Open janArb opened 10 years ago
Nope, this is currently indeed hardcoded. And it's also a bit embarrassing that this is the case.
The thing is that I would like to perform some serious refactoring in that part of Lilith (e.g. using netty as the network backend) - but I'm a bit occupied at the moment. I'd rather not add a UI for this right now, especially since I'm not just listening for one type of event but 14. This could end in a configuration nightmare if done hastily instead of in a sensible way.
So I currently go for "use a well-documented hardcoded port". This is arguably also laziness on my part since it's easier to support if questions arise.
But rest assured that this is on my todo list. I just can't give you any timings.
I don't know who and why else uses Lilith, but my usecase and I believe that's where users hear of Lilith is Logback SocketAppender. So if you could at least make that one port configurable meanwhile? Or add an special option to change that port to the Logback/Beagle default one. This is also the most elegant Logback configuration, as this snippet (without port configuration) is enough for logback:
<configuration debug="true">
<!-- sends logs to logback-beagle -->
<consolePlugin />
</configuration>
This sends logs to port 4321, which is also hardcoded in Beagle doh!...
I'll consider that option. Wouldn't be enabled by default, though, since a running Lilith would otherwise prevent Beagle from working. I wasn't aware of that configuration shortcut.

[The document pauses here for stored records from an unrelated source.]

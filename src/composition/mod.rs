pub(crate) mod dispatch;
pub(crate) mod dsl;
pub(crate) mod duration;
pub(crate) mod listener;
pub(crate) mod node;
pub(crate) mod playback;
pub(crate) mod tree;
use side_shooter::config::GameConfig;
use side_shooter::entities::*;

#[test]
fn entity_clone_and_eq() {
    assert_eq!(EnemyKind::Angler1, EnemyKind::Angler1);
    assert_eq!(GameStatus::Running, GameStatus::Running);
    assert_ne!(GameStatus::Running, GameStatus::Over);
    assert_ne!(Outcome::Win, Outcome::Lose);

    let p = Projectile::new(1.0, 2.0);
    assert_eq!(p.clone(), p);
}

#[test]
fn rect_clamps_negative_size() {
    let r = Rect::new(5.0, 5.0, -3.0, -1.0);
    assert_eq!(r.width, 0.0);
    assert_eq!(r.height, 0.0);
}

#[test]
fn degenerate_rect_overlaps_only_when_strictly_inside() {
    let point = Rect::new(5.0, 5.0, 0.0, 0.0);
    let big = Rect::new(0.0, 0.0, 10.0, 10.0);
    assert!(point.intersects(&big));
    assert!(!point.intersects(&point));
}

#[test]
fn bounds_follow_entity_geometry() {
    let player = Player::new();
    assert_eq!(player.bounds(), Rect::new(20.0, 100.0, 120.0, 190.0));

    let projectile = Projectile::new(100.0, 130.0);
    assert_eq!(projectile.bounds(), Rect::new(100.0, 130.0, 10.0, 3.0));
}

#[test]
fn game_state_takes_tunables_from_config() {
    let config = GameConfig {
        width: 800.0,
        height: 600.0,
        starting_ammo: 5,
        winning_score: 3,
        ..GameConfig::default()
    };
    let s = GameState::new(&config);
    assert_eq!(s.width, 800.0);
    assert_eq!(s.height, 600.0);
    assert_eq!(s.ammo, 5);
    assert_eq!(s.winning_score, 3);
    assert_eq!(s.time_limit, 15_000.0);
    assert!(!s.is_over());
}

#[test]
fn outcome_compares_score_strictly() {
    let mut s = GameState::new(&GameConfig::default());
    s.score = 10;
    assert_eq!(s.outcome(), Outcome::Lose);
    s.score = 11;
    assert_eq!(s.outcome(), Outcome::Win);
}

#[test]
fn game_state_clone_is_independent() {
    let original = GameState::new(&GameConfig::default());
    let mut cloned = original.clone();

    cloned.player.y = 99.0;
    cloned.score = 999;
    cloned.player.projectiles.push(Projectile::new(0.0, 0.0));

    assert_eq!(original.player.y, 100.0);
    assert_eq!(original.score, 0);
    assert!(original.player.projectiles.is_empty());
}
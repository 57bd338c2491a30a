//! Frame driver: turns repaint timestamps into frame deltas and runs one
//! update + draw pass per tick.

use std::io;

use rand::Rng;

use crate::compute;
use crate::display;
use crate::entities::GameState;
use crate::input::HeldKeys;
use crate::surface::Surface;

/// Tracks the previous repaint timestamp (milliseconds).
#[derive(Clone, Copy, Debug, Default, PartialEq)]
pub struct FrameClock {
    last_timestamp: f64,
}

impl FrameClock {
    /// The first frame is measured against timestamp 0.
    pub fn new() -> Self {
        Self::default()
    }

    /// Milliseconds since the previous call.
    pub fn advance(&mut self, timestamp: f64) -> f64 {
        let delta = timestamp - self.last_timestamp;
        self.last_timestamp = timestamp;
        delta
    }

    pub fn last_timestamp(&self) -> f64 {
        self.last_timestamp
    }
}

/// One tick: measure the delta, clear, update, draw, present.
pub fn animate<S: Surface>(
    state: &mut GameState,
    clock: &mut FrameClock,
    timestamp: f64,
    keys: &HeldKeys,
    surface: &mut S,
    rng: &mut impl Rng,
) -> io::Result<()> {
    let delta = clock.advance(timestamp);
    surface.clear()?;
    compute::update(state, delta, keys, rng);
    display::draw_game(surface, state)?;
    surface.present()
}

I want to use the same log configuration for different log viewers, but cannot change the ports to listen to. Neither in Logback Beagle nor in Lilith. Why do all make this hardcoded? Of course one can change that in logback.xml and even add two socket appenders (stupid), but what if e.g. other services use the same ports? Never seen applications where ports cannot be changed. Maybe I'm missing something?